By David Wood, Baltimore Sun | June 15, 2007

CAMP ANACONDA, Iraq -- No one breaks stride on the elliptical trainers when the announcement blares over the loudspeakers every few hours. Nobody pauses at racquetball at either of the two multimillion-dollar gyms at this war-zone base.

"Attention, attention, attention, there has been an indirect fire attack," says a pleasant female voice, as if announcing an airline flight instead of a potentially deadly rocket or mortar attack.

Swimmers continue to plow furrows across the huge indoor and outdoor pools.

"Please be vigilant," the loudspeaker urges. "All clear, all clear, all clear."

For this city of 28,000 Americans, the main US military logistics center in Iraq, and for tens of thousands of other support personnel who make up half or more of the 160,000 troops in Iraq, life creeps pleasantly along, one day at a time, in an existential black hole.

Home seems distant and unreal. So does the war.

Pairs of F-16 strike fighters torch off the runway every few hours and thunder off into the distance.

Medevac helicopters wheel in bearing unseen battlefield wounded, who are airlifted out hours later on nighttime C-17 flights. The dead also arrive at night, for ceremonies and respectful transfer to Fallen Angel flights home.

After midnight, heavily armed convoys of trucks lumber down dusty streets and disappear "outside the wire," that mythical and fearsome place where most troops assigned to Anaconda never venture.

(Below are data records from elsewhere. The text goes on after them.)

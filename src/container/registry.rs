//! Storage behind a [`Container`](super::Container)
//!
//! One [`Registry`] holds the five maps of a container:
//! definitions, the factory (transient) markers, the singleton cache,
//! the reverse dependency index and the interface bindings.
//! It has no resolution logic of its own.

use super::{Error, FactoryFn, Instance, factory::{GenericFactory, make_factory_fn}, from_instance::FromInstances};
use crate::{Dependencies, ServiceName};
use indexmap::IndexSet;
use std::{
    collections::{HashMap, HashSet},
    fmt::Debug
};

/// How instances of a definition are cached
#[derive(Debug, Clone, Copy, PartialEq, Eq)]
pub(crate) enum Kind {
    /// Built once and cached
    Service,
    /// Rebuilt on every resolution
    Factory,
}

/// A factory together with the ordered names of its dependencies
#[derive(Clone)]
pub(crate) struct Definition {
    pub(crate) factory: FactoryFn,
    pub(crate) dependencies: Dependencies,
    pub(crate) is_interface: bool,
}

impl Debug for Definition {
    #[inline]
    fn fmt(&self, f: &mut std::fmt::Formatter<'_>) -> std::fmt::Result {
        f.debug_struct("Definition")
            .field("dependencies", &self.dependencies)
            .field("is_interface", &self.is_interface)
            .finish_non_exhaustive()
    }
}

impl Definition {
    /// Validates the shape of a registration and erases its factory
    pub(crate) fn new<F, Args>(dependencies: Dependencies, factory: F) -> Result<Self, Error>
    where
        F: GenericFactory<Args>,
        F::Output: Send + Sync + 'static,
        Args: FromInstances
    {
        if Args::ARITY != dependencies.len() {
            return Err(Error::validation(format!(
                "factory takes {} arguments but {} dependencies are declared",
                Args::ARITY,
                dependencies.len()
            )));
        }
        Ok(Self {
            factory: make_factory_fn(factory),
            dependencies,
            is_interface: false
        })
    }

    #[inline]
    pub(crate) fn interface(factory: FactoryFn) -> Self {
        Self {
            factory,
            dependencies: Dependencies::none(),
            is_interface: true
        }
    }
}

type Dependents = IndexSet<ServiceName>;

/// The mutable state of one container
#[derive(Debug, Default)]
pub(crate) struct Registry {
    /// Service name -> definition
    services: HashMap<ServiceName, Definition>,
    /// Names registered through the factory path
    factories: HashSet<ServiceName>,
    /// Materialized singletons
    instances: HashMap<ServiceName, Instance>,
    /// Dependency name -> singletons built with it
    dependents: HashMap<ServiceName, Dependents>,
    /// Interface name -> implementation names
    interfaces: HashMap<ServiceName, IndexSet<ServiceName>>,
}

impl Registry {
    /// Inserts or overwrites a definition. A factory marker, once set, stays until [`Registry::clear`]
    pub(crate) fn define(&mut self, name: ServiceName, definition: Definition, kind: Kind) -> Option<Definition> {
        if kind == Kind::Factory {
            self.factories.insert(name.clone());
        }
        self.services.insert(name, definition)
    }

    #[inline]
    pub(crate) fn definition(&self, name: &str) -> Option<(&ServiceName, &Definition)> {
        self.services.get_key_value(name)
    }

    #[inline]
    pub(crate) fn contains(&self, name: &str) -> bool {
        self.services.contains_key(name)
    }

    #[inline]
    pub(crate) fn is_factory(&self, name: &str) -> bool {
        self.factories.contains(name)
    }

    #[inline]
    pub(crate) fn is_interface(&self, name: &str) -> bool {
        self.services
            .get(name)
            .is_some_and(|definition| definition.is_interface)
    }

    #[inline]
    pub(crate) fn cached(&self, name: &str) -> Option<&Instance> {
        self.instances.get(name)
    }

    #[inline]
    pub(crate) fn is_materialized(&self, name: &str) -> bool {
        self.instances.contains_key(name)
    }

    /// Caches a singleton and records a reverse edge for each dependency it was built with.
    ///
    /// Returns the replaced instance, which the caller must drop after releasing the borrow.
    pub(crate) fn store(
        &mut self,
        name: ServiceName,
        instance: Instance,
        dependencies: &Dependencies,
        prune: bool
    ) -> Option<Instance> {
        if prune {
            self.unlink_dependent(&name);
        }
        for dependency in dependencies {
            self.dependents
                .entry(dependency.clone())
                .or_default()
                .insert(name.clone());
        }
        self.instances.insert(name, instance)
    }

    #[inline]
    pub(crate) fn evict(&mut self, name: &str) -> Option<Instance> {
        self.instances.remove(name)
    }

    /// Removes every reverse edge that points at `dependent`
    pub(crate) fn unlink_dependent(&mut self, dependent: &str) {
        self.dependents.retain(|_, dependents| {
            dependents.shift_remove(dependent);
            !dependents.is_empty()
        });
    }

    pub(crate) fn dependents_of(&self, name: &str) -> Vec<ServiceName> {
        self.dependents
            .get(name)
            .map(|dependents| dependents.iter().cloned().collect())
            .unwrap_or_default()
    }

    /// Returns `false` if the implementation was already bound
    pub(crate) fn add_implementation(&mut self, interface: ServiceName, implementation: ServiceName) -> bool {
        self.interfaces
            .entry(interface)
            .or_default()
            .insert(implementation)
    }

    #[inline]
    pub(crate) fn implements(&self, interface: &str, implementation: &str) -> bool {
        self.interfaces
            .get(interface)
            .is_some_and(|implementations| implementations.contains(implementation))
    }

    pub(crate) fn implementations_of(&self, interface: &str) -> Vec<ServiceName> {
        self.interfaces
            .get(interface)
            .map(|implementations| implementations.iter().cloned().collect())
            .unwrap_or_default()
    }

    pub(crate) fn service_names(&self) -> Vec<ServiceName> {
        let mut names: Vec<_> = self.services.keys().cloned().collect();
        names.sort();
        names
    }

    /// Empties the registry and hands back what was in it.
    ///
    /// Cached instances and factories may run user code on drop,
    /// so the caller drops the result after releasing the borrow.
    pub(crate) fn clear(&mut self, reverse_index: bool) -> Registry {
        let dependents = if reverse_index {
            std::mem::take(&mut self.dependents)
        } else {
            HashMap::new()
        };
        Registry {
            services: std::mem::take(&mut self.services),
            factories: std::mem::take(&mut self.factories),
            instances: std::mem::take(&mut self.instances),
            interfaces: std::mem::take(&mut self.interfaces),
            dependents,
        }
    }
}

#[cfg(test)]
mod tests {
    use std::sync::Arc;
    use super::*;

    fn name(name: &str) -> ServiceName {
        ServiceName::new(name).unwrap()
    }

    fn definition(dependencies: &[&str]) -> Definition {
        Definition {
            factory: make_factory_fn(|| 0),
            dependencies: Dependencies::new(dependencies.iter().copied()).unwrap(),
            is_interface: false
        }
    }

    #[test]
    fn it_rejects_arity_mismatch() {
        let deps = Dependencies::new(["water"]).unwrap();

        let err = Definition::new(deps, || 42).unwrap_err();

        assert_eq!(
            err,
            Error::Validation("factory takes 0 arguments but 1 dependencies are declared".into())
        );
    }

    #[test]
    fn it_keeps_factory_marker_sticky() {
        let mut registry = Registry::default();
        registry.define(name("bottle"), definition(&[]), Kind::Factory);
        registry.define(name("bottle"), definition(&[]), Kind::Service);

        assert!(registry.is_factory("bottle"));
    }

    #[test]
    fn it_records_dependents_once() {
        let mut registry = Registry::default();
        let deps = Dependencies::new(["water", "water"]).unwrap();
        registry.store(name("beer"), Arc::new(1), &deps, true);
        registry.store(name("beer"), Arc::new(2), &deps, true);

        assert_eq!(registry.dependents_of("water"), [name("beer")]);
        assert_eq!(registry.cached("beer").unwrap().downcast_ref::<i32>(), Some(&2));
    }

    #[test]
    fn it_prunes_stale_edges_on_store() {
        let mut registry = Registry::default();
        registry.store(name("beer"), Arc::new(1), &Dependencies::new(["water"]).unwrap(), true);
        registry.store(name("beer"), Arc::new(2), &Dependencies::new(["malt"]).unwrap(), true);

        assert!(registry.dependents_of("water").is_empty());
        assert_eq!(registry.dependents_of("malt"), [name("beer")]);
    }

    #[test]
    fn it_keeps_stale_edges_without_pruning() {
        let mut registry = Registry::default();
        registry.store(name("beer"), Arc::new(1), &Dependencies::new(["water"]).unwrap(), false);
        registry.store(name("beer"), Arc::new(2), &Dependencies::new(["malt"]).unwrap(), false);

        assert_eq!(registry.dependents_of("water"), [name("beer")]);
        assert_eq!(registry.dependents_of("malt"), [name("beer")]);
    }

    #[test]
    fn it_collapses_duplicate_implementations() {
        let mut registry = Registry::default();

        assert!(registry.add_implementation(name("water"), name("cleanedWater")));
        assert!(registry.add_implementation(name("water"), name("boiledWater")));
        assert!(!registry.add_implementation(name("water"), name("cleanedWater")));

        assert_eq!(registry.implementations_of("water"), [name("cleanedWater"), name("boiledWater")]);
        assert!(registry.implements("water", "boiledWater"));
        assert!(!registry.implements("water", "sparklingWater"));
    }

    #[test]
    fn it_clears_all_but_reverse_index_when_asked() {
        let mut registry = Registry::default();
        registry.define(name("water"), definition(&[]), Kind::Factory);
        registry.store(name("beer"), Arc::new(1), &Dependencies::new(["water"]).unwrap(), true);
        registry.add_implementation(name("drink"), name("beer"));

        registry.clear(false);

        assert!(!registry.contains("water"));
        assert!(!registry.is_factory("water"));
        assert!(!registry.is_materialized("beer"));
        assert!(registry.implementations_of("drink").is_empty());
        assert_eq!(registry.dependents_of("water"), [name("beer")]);

        registry.clear(true);

        assert!(registry.dependents_of("water").is_empty());
    }
}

For that reason, residents here are known as "Fobbits," residents of a Forward Operating Base, or FOB. Like J.R.R. Tolkien's hobbits, they rarely venture far from their comfortable and familiar burrows.

Elsewhere in Iraq, soldiers and Marines patrol into dangerous Iraqi neighborhoods from squalid COPs, temporary Combat Outposts set in those neighborhoods, places where heat, dirt, and foul odor triumph and plumbing, air conditioning, and cold water are distant memories, a grueling existence with the constant threat of sudden death or dismemberment.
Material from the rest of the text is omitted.